While other models in the Dell Dimension range have shed their dull chassis and turned a sparkling white, the XPS remains dark grey and silver. Though the bodywork on this machine has changed little from previous versions, at its heart the XPS 600 is now an SLI system, meaning it can run dual graphics cards for fairly nerve-wracking gaming action. Playing the game of Peter Jackson's King Kong on the XPS and a 40-inch LCD TV is like strapping on a Kong suit and parachuting into the Amazon.
Our review model really does push boundaries for a consumer desktop machine. The specs on this desktop can't fail to beguile anyone who hasn't been following recent leaps in PC development. This XPS includes one terabyte of hard-disk space -- yes, do not adjust your browser's font size: one terabyte. The review model also included a DVD drive and a DVD writer. Ripping DVDs took minutes and re-encoding video streams resulted in some of the most impressive performance we've ever seen from an off-the-shelf desktop. Of course, elite specs come at a price -- nearly £3,000 with the terabyte of hard-disk space. Can you justify it?
The XPS 600's chassis is similar to those of the previous XPS range. The front of the machine is silver-grey, with a large triangular chrome panel onto which the Dell logo is attached. Beneath the panel there's a neon blue underlight that emits a peaceful glow. Though some might find the machine in slightly dubious taste -- there is something inescapably boy-racer about it -- this is a more subtle approach than some gaming PC manufacturers have taken. Dell has always struggled for credibility with the gaming elite in the same way that BMW would struggle to win over a beat poet. Dell's sheer size and widespread popularity has meant they elude the respect given to smaller, more specialised gaming PC manufacturers like Alienware. But, if the XPS 600 is anything to go by, this may well change.
The chassis on the XPS opens up like a giant clam, pivoting on big hinges built into the rear of the machine. There are no screws or hatches to detach before the chassis will open -- the entire left-hand-side panel of the PC swings clear, giving access to PCI slots, hard disk, motherboard and other components. The catch on this door releases with a light pull in an upward direction -- it's not hard to open the case, but at the same time it's unlikely to fall open accidentally in transit to a LAN party.

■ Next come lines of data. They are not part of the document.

pub fn validate(ctx: &mut Context, inst: &mut Instruction) {
    let op = inst.opcode;
    let version = ctx.version;
    let name = inst.name(&version);

    if !op.allowed_in(&version) {
        ctx.error(ShaderError::OpcodeNotAllowed {
            opcode: name,
            target: version.to_string(),
        });
    }
    if inst.coissue && !(version.is_legacy_pixel() && inst.predicate.is_none()) {
        ctx.illegal("co-issue is only allowed in non-predicated pixel shaders below 2.0");
    }
    if inst.predicate.is_some() && version.major < 2 {
        ctx.illegal("predication requires shader model 2.0 or newer");
    }
    if !uses_control(op) && inst.control != 0 {
        ctx.malformed(format!("{name} has unexpected control bits 0x{:02x}", inst.control));
    }

    match op {
        Opcode::Def | Opcode::DefI | Opcode::DefB => {
            define_literal(ctx, inst);
            return;
        }
        Opcode::Dcl => {
            declare(ctx, inst);
            return;
        }
        _ => {}
    }

    if !op.is_declarative() {
        ctx.instructions_started = true;
    }

    check_operand_kinds(ctx, inst);

    match op {
        Opcode::Nop
        | Opcode::Add
        | Opcode::Sub
        | Opcode::Mad
        | Opcode::Mul
        | Opcode::Dp3
        | Opcode::Dp4
        | Opcode::Min
        | Opcode::Max
        | Opcode::Slt
        | Opcode::Sge
        | Opcode::Lit
        | Opcode::Dst
        | Opcode::Lrp
        | Opcode::Frc
        | Opcode::Sgn
        | Opcode::Abs
        | Opcode::Nrm
        | Opcode::Cmp
        | Opcode::Dsx
        | Opcode::Dsy => {}
        Opcode::Mov => {
            if version.is_vertex()
                && version.major >= 2
                && inst.dst().is_some_and(|d| d.reg.kind == RegisterKind::Address)
            {
                ctx.illegal("the address register must be written with MOVA in shader model 2.0+");
            }
        }
        Opcode::Mova => {
            if inst.dst().is_some_and(|d| d.reg.kind != RegisterKind::Address) {
                ctx.illegal("MOVA must write the address register");
            }
        }
        Opcode::Rcp
        | Opcode::Rsq
        | Opcode::Exp
        | Opcode::Log
        | Opcode::ExpP
        | Opcode::LogP => require_replicate(ctx, inst, name, 0),
        Opcode::Pow => {
            require_replicate(ctx, inst, name, 0);
            require_replicate(ctx, inst, name, 1);
        }
        Opcode::Dp2Add => require_replicate(ctx, inst, name, 2),
        Opcode::M4x4 | Opcode::M3x4 => require_mask(ctx, inst, name, WriteMask::XYZW, ".xyzw"),
        Opcode::M4x3 | Opcode::M3x3 => require_mask(ctx, inst, name, WriteMask::XYZ, ".xyz"),
        Opcode::M3x2 => require_mask(ctx, inst, name, WriteMask::XY, ".xy"),
        Opcode::SinCos => {
            let mask = inst.dst().map(|d| d.mask).unwrap_or(WriteMask::X);
            if mask != WriteMask::X && mask != WriteMask::Y && mask != WriteMask::XY {
                ctx.error(ShaderError::WriteMask {
                    opcode: name,
                    expected: ".x, .y or .xy",
                });
            }
            require_replicate(ctx, inst, name, 0);
        }
        Opcode::Crs => {
            if inst.dst().is_some_and(|d| d.mask.contains(WriteMask::W)) {
                ctx.error(ShaderError::WriteMask {
                    opcode: name,
                    expected: "a subset of .xyz",
                });
            }
        }
        Opcode::Cnd => {
            if !version.at_least(1, 4) {
                let ok = inst.src(0).is_some_and(|s| {
                    s.reg == Register::new(RegisterKind::Temp, 0)
                        && s.swizzle.is_replicated()
                        && s.scalar_component() == crate::types::Component::W
                });
                if !ok {
                    ctx.illegal("CND src0 must be r0.a below pixel shader 1.4");
                }
            }
        }
        Opcode::Call => call(ctx, inst),
        Opcode::CallNz => {
            call(ctx, inst);
            require_condition(ctx, inst, name, 1);
        }
        Opcode::Label => label(ctx, inst),
        Opcode::Ret => {
            if ctx.nesting.total() > 0 {
                ctx.illegal("RET inside an open control-flow block");
            }
            if ctx.subroutine.take().is_none() {
                ctx.main_returned = true;
            }
        }
        Opcode::Loop => {
            require_src_kind(ctx, inst, name, 0, &[RegisterKind::Loop]);
            require_src_kind(ctx, inst, name, 1, &[RegisterKind::ConstInt]);
            open_block(ctx, Block::Loop);
        }
        Opcode::EndLoop => close_block(ctx, "ENDLOOP", "LOOP"),
        Opcode::Rep => {
            require_src_kind(ctx, inst, name, 0, &[RegisterKind::ConstInt]);
            open_block(ctx, Block::Rep);
        }
        Opcode::EndRep => close_block(ctx, "ENDREP", "REP"),
        Opcode::If => {
            require_condition(ctx, inst, name, 0);
            open_block(ctx, Block::If { else_seen: false });
        }
        Opcode::Ifc => {
            require_comparison(ctx, inst, name);
            open_block(ctx, Block::If { else_seen: false });
        }
        Opcode::Else => match ctx.blocks.last().copied() {
            None => ctx.error(ShaderError::Unbalanced {
                open: "ELSE",
                close: "IF",
            }),
            Some(Block::If { else_seen: true }) => ctx.illegal("ELSE follows another ELSE"),
            Some(Block::If { else_seen: false }) => {
                if let Some(top) = ctx.blocks.last_mut() {
                    *top = Block::If { else_seen: true };
                }
            }
            Some(open) => ctx.error(ShaderError::MismatchedBlock {
                close: "ELSE",
                open: open.name(),
            }),
        },
        Opcode::EndIf => close_block(ctx, "ENDIF", "IF"),
        Opcode::Break => require_breakable(ctx),
        Opcode::BreakC => {
            require_comparison(ctx, inst, name);
            require_breakable(ctx);
        }
        Opcode::BreakP => {
            require_src_kind(ctx, inst, name, 0, &[RegisterKind::Predicate]);
            require_replicate(ctx, inst, name, 0);
            require_breakable(ctx);
        }
        Opcode::Setp => {
            require_comparison(ctx, inst, name);
            if inst.dst().is_some_and(|d| d.reg.kind != RegisterKind::Predicate) {
                ctx.illegal("SETP must write a predicate register");
            }
        }
        Opcode::Tex => texld(ctx, inst, name),
        Opcode::TexLdl | Opcode::TexLdd => {
            require_src_kind(ctx, inst, name, 1, &[RegisterKind::Sampler]);
        }
        Opcode::TexKill => {
            if inst
                .dst()
                .is_some_and(|d| !matches!(d.reg.kind, RegisterKind::Temp | RegisterKind::Texture))
            {
                ctx.illegal("TEXKILL operand must be a temp or texture register");
            }
        }
        Opcode::TexCoord => {
            if version.at_least(1, 4) {
                require_dst_kind(ctx, inst, name, RegisterKind::Temp);
                require_src_kind(ctx, inst, name, 0, &[RegisterKind::Texture]);
            } else {
                require_dst_kind(ctx, inst, name, RegisterKind::Texture);
            }
        }
        Opcode::TexBem
        | Opcode::TexBemL
        | Opcode::TexReg2Ar
        | Opcode::TexReg2Gb
        | Opcode::TexReg2Rgb
        | Opcode::TexDp3
        | Opcode::TexDp3Tex => {
            legacy_texture_operands(ctx, inst, name);
            if matches!(op, Opcode::TexBem | Opcode::TexBemL) {
                if let Some(d) = inst.dst() {
                    ctx.texbem_samplers.insert(d.reg.index);
                }
            }
        }
        Opcode::TexM3x2Pad => {
            legacy_texture_operands(ctx, inst, name);
            if let Some(row) = pad_row(inst) {
                ctx.pad = PadState::M3x2(row);
            }
        }
        Opcode::TexM3x3Pad => {
            legacy_texture_operands(ctx, inst, name);
            if let Some(row) = pad_row(inst) {
                ctx.pad = match ctx.pad {
                    PadState::M3x3First(first) => PadState::M3x3Second(first, row),
                    _ => PadState::M3x3First(row),
                };
            }
        }
        Opcode::TexM3x2Tex | Opcode::TexM3x2Depth => {
            legacy_texture_operands(ctx, inst, name);
            inst.fused = match std::mem::take(&mut ctx.pad) {
                PadState::M3x2(row) => {
                    check_pad_chain(ctx, inst, name, &[row]);
                    Fused::M3x2(row)
                }
                _ => Fused::Skip,
            };
        }
        Opcode::TexM3x3Tex | Opcode::TexM3x3Spec | Opcode::TexM3x3VSpec | Opcode::TexM3x3 => {
            legacy_texture_operands(ctx, inst, name);
            inst.fused = match std::mem::take(&mut ctx.pad) {
                PadState::M3x3Second(first, second) => {
                    check_pad_chain(ctx, inst, name, &[first, second]);
                    Fused::M3x3(first, second)
                }
                _ => Fused::Skip,
            };
        }
        Opcode::TexDepth => require_dst_kind(ctx, inst, name, RegisterKind::Temp),
        Opcode::Bem => {
            require_dst_kind(ctx, inst, name, RegisterKind::Temp);
            require_mask(ctx, inst, name, WriteMask::XY, ".xy");
            if let Some(d) = inst.dst() {
                ctx.texbem_samplers.insert(d.reg.index);
            }
        }
        Opcode::Def | Opcode::DefI | Opcode::DefB | Opcode::Dcl => {}
    }

    if inst.fused != Fused::Skip {
        record_usage(ctx, inst);
        ctx.instruction_count += op.info().slots;
    }
}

As with the Dell 5100 and 9100 we recently reviewed, Dell didn't include a floppy-disc drive on our review PC -- although if you need a floppy drive to install driver software for older hardware, you can add one for £23.50.
Below the DVD and DVD-writer drives on the XPS there are CF, SMC, MS and SD/MMC card readers -- these are especially useful for digital photographers. There is also a small hinged flap that hides FireWire, USB, headphone and microphone sockets. The rear of the XPS is a clean and neat design with obviously labelled cable sockets and a ventilation grill.
Our XPS came pre-installed with the current version of Windows XP Professional, which doesn't take advantage of the dual-core processors. In our case, it didn't manage to take advantage of anything to begin with, as we had to re-install Windows because it refused to boot when the machine first arrived. To Dell's credit it was very easy to install Windows again and all the system software and drivers were included on clearly labelled CDs. After reinstalling we had no problems whatsoever with the machine, so we can only assume this was a glitch in the original installation of Windows.
If you want to stick with Windows you'll have to wait until Microsoft launch a compatible version of their OS before the dual-core processor in the XPS can be driven to its full potential -- Windows Vista late next year. Linux users will be able to take advantage of the full power of the XPS's processor immediately -- many versions of Linux support 64-bit addressing. The processor in our review model was an Intel Extreme Edition 840 running at 3.20GHz with an 800MHz front-side bus and a 2MB cache. In other words, it breathes fire.
The graphics configuration on the XPS 600 is something to gloat over. Dual Nvidia GeForce 7800GTX cards can deal with anything any current games title can throw out. This is an excellent choice of card -- the GTX uses eight vertex shading units and assisted DVD and HDTV decoding up to 1920x1080-pixel resolution. The terminology may seem confusing, but in practical terms this means the the chips on these Nvidia cards render games fast and play videos fast. Very fast.